2) Le tribunal a-t-il omis de tenir compte de toute la preuve pertinente?

 

[21]           Premièrement, le demandeur prétend que le tribunal a erronément omis de tenir compte de la preuve portant sur le harcèlement dont il faisait l’objet de la part des forces policières. Le tribunal n’était pas convaincu que le harcèlement policier visait seulement les minorités raciales, et non les autres minorités ou les groupes impopulaires.

 

[22]           Deuxièmement, le demandeur prétend que le tribunal a omis de tenir compte, comme il aurait dû le faire en application de l’article 96 de la LIPR, du risque que le demandeur soit attaqué par des membres de la « Garde hongroise », laquelle, selon ses dires, est [traduction] « manifestement raciste et prend pour cible les membres de minorités visibles, comme lui ».

 

[23]           Troisièmement, le demandeur prétend avoir présenté [traduction] « des éléments de preuve démontrant que son procès […] était empreint de racisme » et qu’il a fait l’objet de mauvais traitements en prison en raison de sa race.

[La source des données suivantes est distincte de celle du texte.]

//! Owned, serializable view of a decoded table.

use std::fmt;

use serde::ser::SerializeMap;
use serde::{Serialize, Serializer};
use tracing::warn;

use crate::addr::format_mac;
use crate::array::{Descriptor, DescriptorArray};
use crate::control::ControlBlock;
use crate::descriptor::{
    DiscoveryDescriptor, HfiDescriptor, HfiTransport, HostDescriptor, SecurityDescriptor,
    SsnsDescriptor,
};
use crate::error::{HeapField, Result};
use crate::header::Header;
use crate::table::Nbft;

/// Serialize a heap field as `{"value": ..}` or `{"error": ".."}`.
pub(crate) fn heap_field<T, S>(
    field: &HeapField<T>,
    serializer: S,
) -> std::result::Result<S::Ok, S::Error>
where
    T: Serialize,
    S: Serializer,
{
    let mut map = serializer.serialize_map(Some(1))?;
    match field {
        Ok(value) => map.serialize_entry("value", value)?,
        Err(err) => map.serialize_entry("error", &err.to_string())?,
    }
    map.end()
}

/// One descriptor array after decoding.
///
/// `error` is set when the array extent was rejected or a record failed to
/// decode. Records decoded before the failure are kept.
#[derive(Debug, Clone, PartialEq, Eq, Serialize)]
pub struct ArrayReport<T> {
    pub count: usize,
    pub entries: Vec<T>,
    #[serde(skip_serializing_if = "Option::is_none")]
    pub error: Option<String>,
}

impl<T: Descriptor> ArrayReport<T> {
    fn collect(array: Result<DescriptorArray<'_, T>>) -> Self {
        let array = match array {
            Ok(array) => array,
            Err(err) => {
                warn!(kind = T::KIND, error = %err, "descriptor array rejected");
                return Self {
                    count: 0,
                    entries: Vec::new(),
                    error: Some(err.to_string()),
                };
            }
        };

        let mut entries = Vec::with_capacity(array.len());
        let mut error = None;
        for entry in &array {
            match entry {
                Ok(entry) => entries.push(entry),
                Err(err) => {
                    warn!(kind = T::KIND, error = %err, "descriptor decode failed");
                    error = Some(err.to_string());
                    break;
                }
            }
        }
        Self {
            count: array.len(),
            entries,
            error,
        }
    }

    pub fn is_ok(&self) -> bool {
        self.error.is_none()
    }
}

/// Everything decodable from one table.
#[derive(Debug, Clone, PartialEq, Eq, Serialize)]
pub struct NbftReport {
    pub header: Header,
    pub control: ControlBlock,
    /// Hex encoding of the header's driver device path signature.
    #[serde(serialize_with = "heap_field")]
    pub driver_dev_path_sig: HeapField<String>,
    #[serde(serialize_with = "heap_field")]
    pub host: HeapField<HostDescriptor>,
    pub hfi: ArrayReport<HfiDescriptor>,
    pub ssns: ArrayReport<SsnsDescriptor>,
    pub security: ArrayReport<SecurityDescriptor>,
    pub discovery: ArrayReport<DiscoveryDescriptor>,
}

impl NbftReport {
    pub(crate) fn build(table: &Nbft<'_>) -> Self {
        NbftReport {
            header: table.header().clone(),
            control: *table.control(),
            driver_dev_path_sig: table.driver_dev_path_sig().map(hex::encode),
            host: table.host(),
            hfi: ArrayReport::collect(table.hfis()),
            ssns: ArrayReport::collect(table.ssns()),
            security: ArrayReport::collect(table.security()),
            discovery: ArrayReport::collect(table.discovery()),
        }
    }

    /// True when no array, host or header heap field recorded an error.
    pub fn is_complete(&self) -> bool {
        self.driver_dev_path_sig.is_ok()
            && self.host.is_ok()
            && self.hfi.is_ok()
            && self.ssns.is_ok()
            && self.security.is_ok()
            && self.discovery.is_ok()
    }
}

fn text<T: fmt::Display>(value: &HeapField<T>) -> String {
    match value {
        Ok(value) => value.to_string(),
        Err(err) => format!("<error: {err}>"),
    }
}

fn array_error<T>(f: &mut fmt::Formatter<'_>, label: &str, array: &ArrayReport<T>) -> fmt::Result {
    match &array.error {
        Some(err) => writeln!(f, "NBFT {label}: <error: {err}>"),
        None => Ok(()),
    }
}

/// One line per header field group and per descriptor.
impl fmt::Display for NbftReport {
    fn fmt(&self, f: &mut fmt::Formatter<'_>) -> fmt::Result {
        let header = &self.header;
        let control = &self.control;

        writeln!(f, "NBFT table, len {}", header.length)?;
        writeln!(
            f,
            "NBFT OEM '{}' table '{}'",
            header.oem_id, header.oem_table_id
        )?;
        writeln!(
            f,
            "NBFT Heap offset {} len {}",
            header.heap.offset, header.heap.length
        )?;
        if !matches!(&self.driver_dev_path_sig, Ok(sig) if sig.is_empty()) {
            writeln!(
                f,
                "NBFT driver dev path sig {}",
                text(&self.driver_dev_path_sig)
            )?;
        }
        writeln!(
            f,
            "NBFT control len {} #HFI {} #NS {} #SEC {} #DISC {}",
            control.length,
            control.hfi.count,
            control.ssns.count,
            control.security.count,
            control.discovery.count
        )?;

        match &self.host {
            Ok(host) => writeln!(
                f,
                "NBFT host: id {} nqn {}",
                host.identity,
                host.display_nqn()
            )?,
            Err(err) => writeln!(f, "NBFT host: <error: {err}>")?,
        }

        for hfi in &self.hfi.entries {
            writeln!(
                f,
                "NBFT HFI {}: transport {} flags {:#04x}",
                hfi.index, hfi.transport_type, hfi.flags
            )?;
            match &hfi.transport {
                Ok(Some(HfiTransport::Tcp(tcp))) => {
                    writeln!(
                        f,
                        "NBFT HFI {} TCP: {}/{} gateway {} mac {} pci {} origin {:?}",
                        tcp.hfi_index,
                        tcp.ip_address,
                        tcp.subnet_mask_prefix,
                        tcp.gateway,
                        format_mac(&tcp.mac),
                        tcp.pci_address(),
                        tcp.ip_origin
                    )?;
                    if matches!(&tcp.host_name, Ok(name) if !name.is_empty()) {
                        writeln!(
                            f,
                            "NBFT HFI {} host name {}",
                            tcp.hfi_index,
                            text(&tcp.host_name)
                        )?;
                    }
                }
                Ok(Some(HfiTransport::Opaque { bytes, .. })) => {
                    writeln!(f, "NBFT HFI {} transport info {} bytes", hfi.index, bytes.len())?;
                }
                Ok(None) => writeln!(f, "NBFT HFI {} transport info absent", hfi.index)?,
                Err(err) => writeln!(f, "NBFT HFI {} transport <error: {err}>", hfi.index)?,
            }
        }
        array_error(f, "HFI", &self.hfi)?;

        for ssns in &self.ssns.entries {
            writeln!(
                f,
                "NBFT SSNS {}: traddr {} trsvcid {} nqn {} nsid {}",
                ssns.index,
                text(&ssns.transport_address),
                text(&ssns.transport_svcid),
                text(&ssns.subsystem_nqn),
                ssns.nsid
            )?;
            if let Some(nid) = ssns.nid_string() {
                writeln!(f, "NBFT SSNS {} nid {:?} {}", ssns.index, ssns.nid_type, nid)?;
            }
        }
        array_error(f, "SSNS", &self.ssns)?;

        for sec in &self.security.entries {
            writeln!(
                f,
                "NBFT SEC {}: flags {:#06x} secret {:?}",
                sec.index, sec.flags, sec.secret_type
            )?;
        }
        array_error(f, "SEC", &self.security)?;

        for disc in &self.discovery.entries {
            writeln!(
                f,
                "NBFT DISC {}: hfi {} uri {} nqn {}",
                disc.index,
                disc.hfi_index,
                text(&disc.controller_address),
                text(&disc.controller_nqn)
            )?;
        }
        array_error(f, "DISC", &self.discovery)
    }
}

Le demandeur prétend que le tribunal a commis une erreur en considérant ce risque comme n’étant pas prospectif, parce que vu qu’il est pris pour cible par les forces policières, il risquerait davantage que les autres d’être aux prises avec l’appareil judiciaire criminel.

 

[24]           Selon le demandeur, l’omission de tenir compte de ces facteurs de risque constitue une erreur de droit, et justifie l’intervention de la Cour.

 

[25]           Le tribunal a conclu, se fondant sur la preuve qu’il avait devant lui, qu’il « ne peut donc établir si [le harcèlement constitue] l’attitude générale des policiers ou si c’est de la discrimination fondée sur la race du demandeur […] » [Non souligné dans l’original.] Le demandeur ne relève aucun élément de preuve au dossier qui aurait pu justifier une conclusion contraire. Le lien avec un motif prévu dans la Convention n’a donc pas été établi.

 

[26]           En ce qui concerne la menace posée par la Garde hongroise (ainsi que les autres extrémistes), je ne suis pas convaincue que le tribunal a simplement fait fi de cet élément de preuve, parce qu’il en a fait mention vers la fin de ses motifs. Le tribunal avait manifestement connaissance de cet élément de preuve, et estimait que les extrémistes constituaient un danger, quoique limité, pour le demandeur. Par conséquent, je suis d’accord avec l’observation du ministre portant que le tribunal n’a pas commis d’erreur importante justifiant l’intervention de la Cour, même s’il aurait pu répondre à cette question de manière plus limpide.

 

[27]           En ce qui concerne le prétendu risque que le demandeur soit encore victime de discrimination par l’appareil judiciaire criminel hongrois, celui-ci est doublement non établi. Le tribunal a conclu qu’il n’y a pas assez d’éléments de preuve pour conclure que les actes des forces policières hongroises étaient motivés par le racisme; il a aussi conclu que le racisme du système judiciaire hongrois n’était pas étayé par la preuve. Comme le relève le ministre, l’argument du demandeur n’est que pure conjecture.

 

[28]           Pour ces motifs, la demande de contrôle judiciaire de la décision sera rejetée.


JUGEMENT

LA COUR ORDONNE que la demande de contrôle judiciaire soit rejetée.

 

 

« Danièle Tremblay-Lamer »

Juge

 

 

 

 

Traduction certifiée conforme

Maxime Deslippes, LL.B., B.A. Trad.

 


COUR FÉDÉRALE

 

AVOCATS INSCRITS AU DOSSIER

 

 

 

DOSSIER :                                        IMM-1112-09

 

INTITULÉ :                                       JONES ERNEST AM NWAEZE c.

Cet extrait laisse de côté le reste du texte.